PROBLEM
Among the records that follow, how many lines include the string "accepted"? Only the number is wanted.

= = = = = = =

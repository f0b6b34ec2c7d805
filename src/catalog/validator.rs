// ==========================================
// 饲料配方优化系统 - 原料行校验器
// ==========================================
// 职责: 必填字段 / 数值类型 / 非负 / 名称非空且批内唯一
// 红线: 校验只产出问题清单,不修改目录
// ==========================================

use crate::domain::error::{IssueLevel, RowIssue, RowIssueKind};
use crate::domain::ingredient::{Ingredient, IngredientRow};
use crate::domain::types::{Category, Nutrient, NutrientProfile};
use std::collections::HashMap;

/// 批量校验结果
#[derive(Debug, Clone, Default)]
pub struct RowValidation {
    pub accepted: Vec<Ingredient>, // 通过校验的原料（保持输入顺序）
    pub issues: Vec<RowIssue>,     // ERROR + WARNING
}

impl RowValidation {
    pub fn has_errors(&self) -> bool {
        self.issues.iter().any(|i| i.level == IssueLevel::Error)
    }

    /// 拆分为 (错误, 警告)
    pub fn split_issues(self) -> (Vec<RowIssue>, Vec<RowIssue>) {
        self.issues
            .into_iter()
            .partition(|i| i.level == IssueLevel::Error)
    }
}

pub struct RowValidator;

impl RowValidator {
    /// 校验整批表格行
    ///
    /// # 规则
    /// 1. name 列存在且非空,批内唯一（区分大小写）
    /// 2. category 列存在; 空白 → Unclassified; 无法识别 → Unclassified + WARNING
    /// 3. 四项营养与 cost 存在、为有限数值、非负
    pub fn validate(rows: &[IngredientRow]) -> RowValidation {
        let mut result = RowValidation::default();
        let mut first_seen: HashMap<String, usize> = HashMap::new();

        for row in rows {
            let name = row.name.as_deref().map(str::trim).filter(|n| !n.is_empty());
            let mut row_issues = Vec::new();
            let mut missing = Vec::new();

            // ===== 主键: name =====
            match &row.name {
                None => missing.push("name".to_string()),
                Some(text) if text.trim().is_empty() => {
                    row_issues.push(RowIssueKind::EmptyName);
                }
                Some(_) => {}
            }

            if let Some(n) = name {
                if let Some(first_row) = first_seen.get(n) {
                    row_issues.push(RowIssueKind::DuplicateName {
                        first_row: *first_row,
                    });
                } else {
                    first_seen.insert(n.to_string(), row.row_number);
                }
            }

            // ===== 类别 =====
            let category = match &row.category {
                None => {
                    missing.push("category".to_string());
                    Category::Unclassified
                }
                Some(text) => match Category::parse(text) {
                    Some(category) => category,
                    None => {
                        result.issues.push(RowIssue {
                            row_number: row.row_number,
                            name: name.map(str::to_string),
                            level: IssueLevel::Warning,
                            kind: RowIssueKind::UnknownCategory {
                                value: text.trim().to_string(),
                            },
                        });
                        Category::Unclassified
                    }
                },
            };

            // ===== 数值字段 =====
            let mut values = [0.0_f64; 4];
            for nutrient in Nutrient::ALL {
                if let Some(v) = parse_numeric(
                    nutrient.field_name(),
                    row.nutrient_cell(nutrient),
                    &mut missing,
                    &mut row_issues,
                ) {
                    values[nutrient.index()] = v;
                }
            }
            let cost = parse_numeric("cost", row.cost.as_deref(), &mut missing, &mut row_issues)
                .unwrap_or(0.0);

            if !missing.is_empty() {
                row_issues.insert(0, RowIssueKind::MissingColumns { columns: missing });
            }

            if row_issues.is_empty() {
                // 行内字段已全部通过,构造不会失败
                match Ingredient::new(
                    name.unwrap_or_default(),
                    category,
                    NutrientProfile::from_array(values),
                    cost,
                ) {
                    Ok(ingredient) => result.accepted.push(ingredient),
                    Err(_) => row_issues.push(RowIssueKind::EmptyName),
                }
            }

            for kind in row_issues {
                result.issues.push(RowIssue {
                    row_number: row.row_number,
                    name: name.map(str::to_string),
                    level: IssueLevel::Error,
                    kind,
                });
            }
        }

        result
    }
}

/// 解析数值单元格
///
/// # 返回
/// - Some(f64): 有限非负数
/// - None: 缺失/非数值/负数（问题已记录）
fn parse_numeric(
    field: &str,
    cell: Option<&str>,
    missing: &mut Vec<String>,
    issues: &mut Vec<RowIssueKind>,
) -> Option<f64> {
    let text = match cell.map(str::trim) {
        None | Some("") => {
            missing.push(field.to_string());
            return None;
        }
        Some(text) => text,
    };

    match text.parse::<f64>() {
        Ok(value) if value.is_finite() && value >= 0.0 => Some(value),
        Ok(value) if value.is_finite() => {
            issues.push(RowIssueKind::NegativeValue {
                field: field.to_string(),
                value,
            });
            None
        }
        _ => {
            issues.push(RowIssueKind::NonNumericField {
                field: field.to_string(),
                value: text.to_string(),
            });
            None
        }
    }
}

#[cfg(test)]
mod tests {
    use super::*;

    fn create_test_row(row_number: usize, name: &str, cost: &str) -> IngredientRow {
        IngredientRow {
            row_number,
            name: Some(name.to_string()),
            category: Some("Concentrate".to_string()),
            crude_protein: Some("44".to_string()),
            energy: Some("3200".to_string()),
            fibre: Some("7".to_string()),
            calcium: Some("0.3".to_string()),
            cost: Some(cost.to_string()),
        }
    }

    #[test]
    fn test_validate_all_valid() {
        let rows = vec![
            create_test_row(2, "Soybean Meal", "150"),
            create_test_row(3, "Groundnut Cake", "130"),
        ];
        let result = RowValidator::validate(&rows);
        assert!(!result.has_errors());
        assert_eq!(result.accepted.len(), 2);
        assert_eq!(result.accepted[1].name(), "Groundnut Cake");
    }

    #[test]
    fn test_validate_non_numeric_cost() {
        let rows = vec![
            create_test_row(2, "Soybean Meal", "150"),
            create_test_row(3, "Maize", "cheap"),
        ];
        let result = RowValidator::validate(&rows);
        assert!(result.has_errors());
        assert_eq!(result.issues.len(), 1);
        assert_eq!(result.issues[0].row_number, 3);
        assert_eq!(
            result.issues[0].kind,
            RowIssueKind::NonNumericField {
                field: "cost".to_string(),
                value: "cheap".to_string()
            }
        );
    }

    #[test]
    fn test_validate_missing_columns_collected() {
        let mut row = create_test_row(2, "Maize", "120");
        row.energy = None;
        row.calcium = Some("  ".to_string());
        row.category = None;

        let result = RowValidator::validate(&[row]);
        assert_eq!(result.issues.len(), 1);
        assert_eq!(
            result.issues[0].kind,
            RowIssueKind::MissingColumns {
                columns: vec![
                    "category".to_string(),
                    "energy".to_string(),
                    "calcium".to_string()
                ]
            }
        );
    }

    #[test]
    fn test_validate_duplicate_and_empty_name() {
        let rows = vec![
            create_test_row(2, "Maize", "120"),
            create_test_row(3, "Maize", "125"),
            create_test_row(4, "  ", "10"),
        ];
        let result = RowValidator::validate(&rows);
        let (errors, warnings) = result.split_issues();
        assert!(warnings.is_empty());
        assert_eq!(errors.len(), 2);
        assert_eq!(errors[0].kind, RowIssueKind::DuplicateName { first_row: 2 });
        assert_eq!(errors[1].kind, RowIssueKind::EmptyName);
    }

    #[test]
    fn test_validate_negative_and_nan() {
        let mut row = create_test_row(2, "Maize", "120");
        row.fibre = Some("-2".to_string());
        row.crude_protein = Some("NaN".to_string());

        let result = RowValidator::validate(&[row]);
        let kinds: Vec<RowIssueKind> = result.issues.into_iter().map(|i| i.kind).collect();
        assert!(kinds.contains(&RowIssueKind::NegativeValue {
            field: "fibre".to_string(),
            value: -2.0
        }));
        assert!(kinds.contains(&RowIssueKind::NonNumericField {
            field: "crude_protein".to_string(),
            value: "NaN".to_string()
        }));
    }

    #[test]
    fn test_validate_unknown_category_is_warning() {
        let mut row = create_test_row(2, "Bone Meal", "60");
        row.category = Some("Supplement".to_string());

        let result = RowValidator::validate(&[row]);
        assert!(!result.has_errors());
        assert_eq!(result.accepted[0].category(), Category::Unclassified);
        assert_eq!(result.issues[0].level, IssueLevel::Warning);
    }
}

= = = = = = =

EXPECTED OUTPUT
5